You build your website and want potential customers to see it. In order to be seen, your website will have already been crawled and indexed by the search engines spiders. Once the search engines have your information cached/stored from your website, they rank it based on relevance and authority and match it to the appropriate search queries.
Wait! Did you say Cash?
No, I said cache! When a search engine crawls your website, it captures the information and stores all of the text and links for later. When a person types a query into the search engine field, it goes back to that cached info and based on the relevance and authority of your information with that search and some algorithm mumbo jumbo determines the best information to provide to the searcher.
Cache and SEO
Remember that I said that your information will be cached for later? This is a big part of why search engine optimization takes some time to see results because what you may have changed or added onto your website today may not have gotten indexed for a search query that is run two weeks, a month or more from now.
What do Spiders look for?
They collect information from your website such as your url, the title, meta tags, the content on the page and even links on the page. It takes it to the search engine and is cached until needed by the search engine to provide that information back to the search engine results page when someone enters a search.

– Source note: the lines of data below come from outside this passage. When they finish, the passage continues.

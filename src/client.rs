//! HTTP client abstraction for the outbound model call
//!
//! This module provides a unified interface for making HTTP requests, allowing
//! different client implementations (hyper, mock clients for testing, etc.) to
//! be used interchangeably.
use async_trait::async_trait;
use axum::response::IntoResponse;
use hyper_util::{client::legacy::Client, rt::TokioExecutor};

pub type HyperClient = Client<
    hyper_tls::HttpsConnector<hyper_util::client::legacy::connect::HttpConnector>,
    axum::body::Body,
>;

#[async_trait]
pub trait HttpClient: std::fmt::Debug {
    async fn request(
        &self,
        req: axum::extract::Request,
    ) -> Result<axum::response::Response, Box<dyn std::error::Error + Send + Sync>>;
}

#[async_trait]
impl HttpClient for HyperClient {
    async fn request(
        &self,
        req: axum::extract::Request,
    ) -> Result<axum::response::Response, Box<dyn std::error::Error + Send + Sync>> {
        self.request(req)
            .await
            .map(|res| res.into_response())
            .map_err(|e| Box::new(e) as Box<dyn std::error::Error + Send + Sync>)
    }
}

pub fn create_hyper_client() -> HyperClient {
    let https = hyper_tls::HttpsConnector::new();

    // Connection pool configuration via environment variables
    let pool_idle_timeout_secs = std::env::var("REDPEN_POOL_IDLE_TIMEOUT_SECS")
        .ok()
        .and_then(|v| v.parse::<u64>().ok())
        .unwrap_or(90);

    let pool_max_idle_per_host = std::env::var("REDPEN_POOL_MAX_IDLE_PER_HOST")
        .ok()
        .and_then(|v| v.parse::<usize>().ok())
        .unwrap_or(32);

    tracing::debug!(
        "HTTP client pool config: idle_timeout={}s, max_idle_per_host={}",
        pool_idle_timeout_secs,
        pool_max_idle_per_host
    );

    Client::builder(TokioExecutor::new())
        .pool_idle_timeout(std::time::Duration::from_secs(pool_idle_timeout_secs))
        .pool_max_idle_per_host(pool_max_idle_per_host)
        .pool_timer(hyper_util::rt::TokioTimer::new())
        .build(https)
}
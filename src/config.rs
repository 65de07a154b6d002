//! Configuration parsing and validation for the analysis server
//!
//! This module handles command-line argument parsing and validation using clap.
//! It defines the main configuration structure used throughout the application.
use anyhow::anyhow;
use clap::Parser;
use url::Url;

#[derive(Clone, Parser)]
#[command(version, about, long_about = None)]
pub struct Config {
    /// The port on which the analysis server will listen.
    #[arg(short = 'p', long, default_value_t = 3000)]
    pub port: u16,

    /// The port on which the metrics server will listen.
    #[arg(long, default_value_t = 9090)]
    pub metrics_port: u16,

    /// Whether to enable the metrics endpoint.
    #[arg(short = 'm', long, default_value_t = true)]
    pub metrics: bool,

    /// The prefix to use for metrics.
    #[arg(long, default_value = "redpen")]
    pub metrics_prefix: String,

    /// The Gemini model used for analysis.
    #[arg(long, env = "GEMINI_MODEL", default_value = "gemini-2.5-pro")]
    pub model: String,

    /// Base URL of the Gemini API.
    #[arg(
        long,
        env = "GEMINI_BASE_URL",
        default_value = "https://generativelanguage.googleapis.com"
    )]
    pub base_url: Url,

    /// API key for the Gemini API. The server refuses to start without one.
    #[arg(long, env = "GOOGLE_API_KEY", hide_env_values = true)]
    pub api_key: String,
}

impl Config {
    pub fn validate(self) -> Result<Self, anyhow::Error> {
        if self.api_key.trim().is_empty() {
            return Err(anyhow!("GOOGLE_API_KEY must not be empty"));
        }
        Ok(self)
    }
}

// The whole config is logged at startup, so the key must not appear in Debug output.
impl std::fmt::Debug for Config {
    fn fmt(&self, f: &mut std::fmt::Formatter<'_>) -> std::fmt::Result {
        f.debug_struct("Config")
            .field("port", &self.port)
            .field("metrics_port", &self.metrics_port)
            .field("metrics", &self.metrics)
            .field("metrics_prefix", &self.metrics_prefix)
            .field("model", &self.model)
            .field("base_url", &self.base_url.as_str())
            .field("api_key", &"<redacted>")
            .finish()
    }
}

#[cfg(test)]
mod tests {
    use super::*;

    #[test]
    fn defaults_point_at_the_public_gemini_api() {
        let config = Config::try_parse_from(["redpen", "--api-key", "k"]).unwrap();
        assert_eq!(config.port, 3000);
        assert_eq!(config.model, "gemini-2.5-pro");
        assert_eq!(
            config.base_url.as_str(),
            "https://generativelanguage.googleapis.com/"
        );
    }

    #[test]
    fn missing_api_key_is_a_parse_error() {
        // Guard against the env var leaking in from the test environment
        if std::env::var("GOOGLE_API_KEY").is_ok() {
            return;
        }
        assert!(Config::try_parse_from(["redpen"]).is_err());
    }

    #[test]
    fn blank_api_key_fails_validation() {
        let config = Config::try_parse_from(["redpen", "--api-key", "   "]).unwrap();
        assert!(config.validate().is_err());
    }

    #[test]
    fn debug_output_redacts_the_api_key() {
        let config = Config::try_parse_from(["redpen", "--api-key", "super-secret"]).unwrap();
        let debug = format!("{config:?}");
        assert!(!debug.contains("super-secret"));
        assert!(debug.contains("<redacted>"));
    }
}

Search engines come and crawl on a website that is fresh with content and easy to crawl. You don’t typically change the main pages of your website often. However, your base content should have a once over at least once every 6 months to a year depending on the size of your website and the meta tags should be revised based on the changes in your industry and target market. With that being said, the next best thing is having a blog on your website. This is a great way to provide further value to your consumers but also providing that fresh updated content to keep the search engine spiders coming back to crawl and index your site.
Keep in mind….
The search engines spiders can’t get to every page on the web, let alone every day so they find websites with heavy traffic, are more popular websites (links to them), have the best information and are the most accessible.

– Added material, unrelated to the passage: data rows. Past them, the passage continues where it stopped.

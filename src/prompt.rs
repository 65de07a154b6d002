//! Prompt construction for the content analysis request.
//!
//! The template pins down the shape of the reply: a bare JSON object with six
//! known fields. Models still wrap it in markdown fences often enough that
//! parsing strips them anyway (see `parse`).

const ANALYSIS_TEMPLATE: &str = r#"You are a content quality expert. Analyze the following content, and return ONLY a valid JSON object with:

- readability: an integer from 0 to 100
- seo: an integer 0 to 100
- grammar: an integer 0 to 100
- tone: one word (e.g. Formal, Casual, Persuasive, Neutral, Humorous)
- overall: one of Excellent / Good / Average / Poor
- suggestion: one or two sentences of advice to improve the content

Here is the content:"#;

/// Build the instruction prompt for a piece of content.
///
/// The content is embedded verbatim between triple-quote delimiters so the
/// model can tell instructions from user text. Same content, same prompt.
pub fn build_analysis_prompt(content: &str) -> String {
    format!("{ANALYSIS_TEMPLATE}\n\"\"\"{content}\"\"\"")
}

The search engine spiders crawl the internet via links so if your website has login information or requires you to type something in an internal search box, know that the spiders won’t be crawling there. This goes on to prove how important internal links are for SEO as well as the importance of having a sitemap.
A sitemap is basically the hierarchy, navigation, but in links of your website all on one page. This surely would make it easier to navigate through all of your pages on your website and provide less chances of the spider going down a black hole of no return. See the value of having a sitemap?

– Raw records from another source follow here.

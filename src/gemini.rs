//! Gemini provider adapter
//!
//! Holds the process-scoped provider settings (base URL, model name, API key)
//! and turns a prompt into one `generateContent` request. The transport is
//! injected through the [`HttpClient`] trait so tests can swap in a mock.
use axum::body::Body;
use axum::http::{Method, Request, Uri, header};
use bon::Builder;
use serde::Deserialize;
use serde_json::json;
use tracing::{debug, error};
use url::Url;

use crate::client::HttpClient;
use crate::errors::AnalyzeError;

/// Settings for the Gemini completion provider. Built once at startup and
/// handed to the application state; there is no global instance.
#[derive(Clone, Builder)]
pub struct Gemini {
    pub base_url: Url,
    pub model: String,
    api_key: String,
}

impl std::fmt::Debug for Gemini {
    fn fmt(&self, f: &mut std::fmt::Formatter<'_>) -> std::fmt::Result {
        f.debug_struct("Gemini")
            .field("base_url", &self.base_url.as_str())
            .field("model", &self.model)
            .field("api_key", &"<redacted>")
            .finish()
    }
}

impl Gemini {
    /// Ask the model to complete `prompt`, returning the raw reply text.
    /// One request per call; failures are not retried.
    pub async fn complete<T: HttpClient>(
        &self,
        http_client: &T,
        prompt: &str,
    ) -> Result<String, AnalyzeError> {
        let url = self
            .base_url
            .join(&format!("v1beta/models/{}:generateContent", self.model))
            .map_err(|e| AnalyzeError::Provider(format!("Invalid provider URL: {e}")))?;
        let uri = Uri::try_from(url.as_str())
            .map_err(|e| AnalyzeError::Provider(format!("Invalid provider URI: {e}")))?;

        // Set the host header to match the provider (otherwise cloudflare gets mad).
        let host_value = match (url.host_str(), url.port()) {
            (Some(host), Some(port)) => format!("{host}:{port}"),
            (Some(host), None) => host.to_string(),
            (None, _) => {
                return Err(AnalyzeError::Provider(format!(
                    "Provider URL has no host: {url}"
                )));
            }
        };

        let body = json!({
            "contents": [{"parts": [{"text": prompt}]}]
        });
        let body_bytes = serde_json::to_vec(&body)
            .map_err(|e| AnalyzeError::Provider(format!("Failed to serialize request: {e}")))?;

        let request = Request::builder()
            .method(Method::POST)
            .uri(uri)
            .header(header::CONTENT_TYPE, "application/json")
            .header(header::HOST, host_value)
            .header("x-goog-api-key", self.api_key.as_str())
            .body(Body::from(body_bytes))
            .map_err(|e| AnalyzeError::Provider(format!("Failed to build request: {e}")))?;

        debug!(model = %self.model, "Requesting completion");
        let response = http_client.request(request).await.map_err(|e| {
            error!(error = %e, "Error sending request to provider");
            AnalyzeError::Provider(format!("Request to provider failed: {e}"))
        })?;

        let status = response.status();
        let body_bytes = axum::body::to_bytes(response.into_body(), usize::MAX)
            .await
            .map_err(|e| {
                AnalyzeError::Provider(format!("Failed to read provider response: {e}"))
            })?;

        if !status.is_success() {
            let snippet: String = String::from_utf8_lossy(&body_bytes)
                .chars()
                .take(200)
                .collect();
            error!(status = %status, body = %snippet, "Provider returned an error");
            return Err(AnalyzeError::Provider(format!(
                "Provider returned {status}: {snippet}"
            )));
        }

        let envelope: GenerateContentResponse =
            serde_json::from_slice(&body_bytes).map_err(|e| {
                AnalyzeError::Provider(format!("Unrecognized provider response: {e}"))
            })?;

        match envelope.completion_text() {
            Some(text) => Ok(text),
            None => {
                // Safety-blocked replies come back with a finish reason and no text
                let reason = envelope
                    .candidates
                    .first()
                    .and_then(|c| c.finish_reason.as_deref())
                    .unwrap_or("unknown");
                Err(AnalyzeError::Provider(format!(
                    "Provider response contained no completion text (finish reason: {reason})"
                )))
            }
        }
    }
}

/// Lenient view of a generateContent response. Only the reply text is
/// extracted; usage metadata and the other provider fields are ignored.
/// TODO: parse promptFeedback.blockReason for prompt-level blocks (those come
/// back with no candidates at all).
#[derive(Debug, Deserialize)]
struct GenerateContentResponse {
    #[serde(default)]
    candidates: Vec<Candidate>,
}

#[derive(Debug, Deserialize)]
struct Candidate {
    #[serde(default)]
    content: Option<CandidateContent>,
    #[serde(default, rename = "finishReason")]
    finish_reason: Option<String>,
}

#[derive(Debug, Deserialize)]
struct CandidateContent {
    #[serde(default)]
    parts: Vec<Part>,
}

#[derive(Debug, Deserialize)]
struct Part {
    #[serde(default)]
    text: Option<String>,
}

impl GenerateContentResponse {
    /// The concatenated text of the first candidate's parts, if any.
    fn completion_text(&self) -> Option<String> {
        let content = self.candidates.first()?.content.as_ref()?;
        let text: String = content
            .parts
            .iter()
            .filter_map(|part| part.text.as_deref())
            .collect();
        if text.is_empty() { None } else { Some(text) }
    }
}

Spider Traps are Black Holes (of no return)
It is important to be sure your website loads quickly, that there isn’t any script, flash or other code that is slowing things down or getting in the way of the search engines crawling. Be sure that all of your links are working; each page has one URL and even be sure that you have properly working redirects.
One last thing on this is to be sure you have your robots.txt files set up correctly. Real quick (glazing over yet?) a robots.txt file simply tells the spiders which pages you don’t want them to crawl and the meta robots tag tells search engines not to index a page or follow certain links.
How many pages do you have indexed?
You can check to see how your website is doing and how many pages that a search engine has indexed by searching on a specific search engine with this – site:yoursite.com – like mine would be site:avisualbusiness.com. Once you find out the number of pages that are indexed, verify that is the total number of pages on your site? This is helpful to see what pages are missing out on being indexed and shown to searches and figure out why and how to get them indexed.
I hope that you have found this information to be helpful and informative. If you would like further information on search engine optimization services or maybe schedule a 1-on-1 consultation session so you can Do It Yourself, I would be happy to provide further information and/or pricing for you. Contact me and I look forward to your comments, questions and any help I may provide to see your business grow.
~Kristen
Kristen, that’s a great explanation of how the critters handle websites. Very useful information for people setting up their business sites.
Thanks Beth.. glad it was helpful for you and easier to understand.
OH yes fresh content is the key for those spiders and seo rankings! Thanks for all the tips!
You are welcome and thank you!
Did you read my min? Spent 1 hour yesterday trying to explain to a friend about spiders and crawlers. I’m sending her this excellent explanation and I pinned it for reference. Thank you. So easy to understand this process now.
Actually Roslyn, I do believe I did! LOL Thanks for sharing the post and hope it helps explain it to her better. Glad to help, thanks!
Woo-hoo! 443 pages indexed on my site. I have no idea if that’s right or not, but it’s one heck of a lot more than I have in my menu! Super information, girlfriend. Thanks for sharing.
Wow, that IS great Jackie because I know you don’t have but less than 25 pages, ish… so that 443 is due to your white papers, blogs and such. Just think of the additional reach your blogs have given you!
Loved this blog post!! I checked my site and glad to report there are pages and pages indexed. Lots of my pages and tons of my products.
That’s awesome Sonya.. I wonder how many are indexed on Google.com versus Google.uk? Glad you enjoyed it and I look forward to working with you.
Thank you for the information. I am still learning how all this work and what is the proper way to get her site out there. Any information is great information!
Great information! Thanks for sharing!
I can actually imagine spiders crawling on the web while I’m reading your article. =) Well, putting that one aside, I specifically like your suggestion on using site:yoursite.com in tracking the website’s performance.
Thanks Edmund… hoping I didn’t give you the heeby jeebies! LOL Glad you found a nugget of helpful info!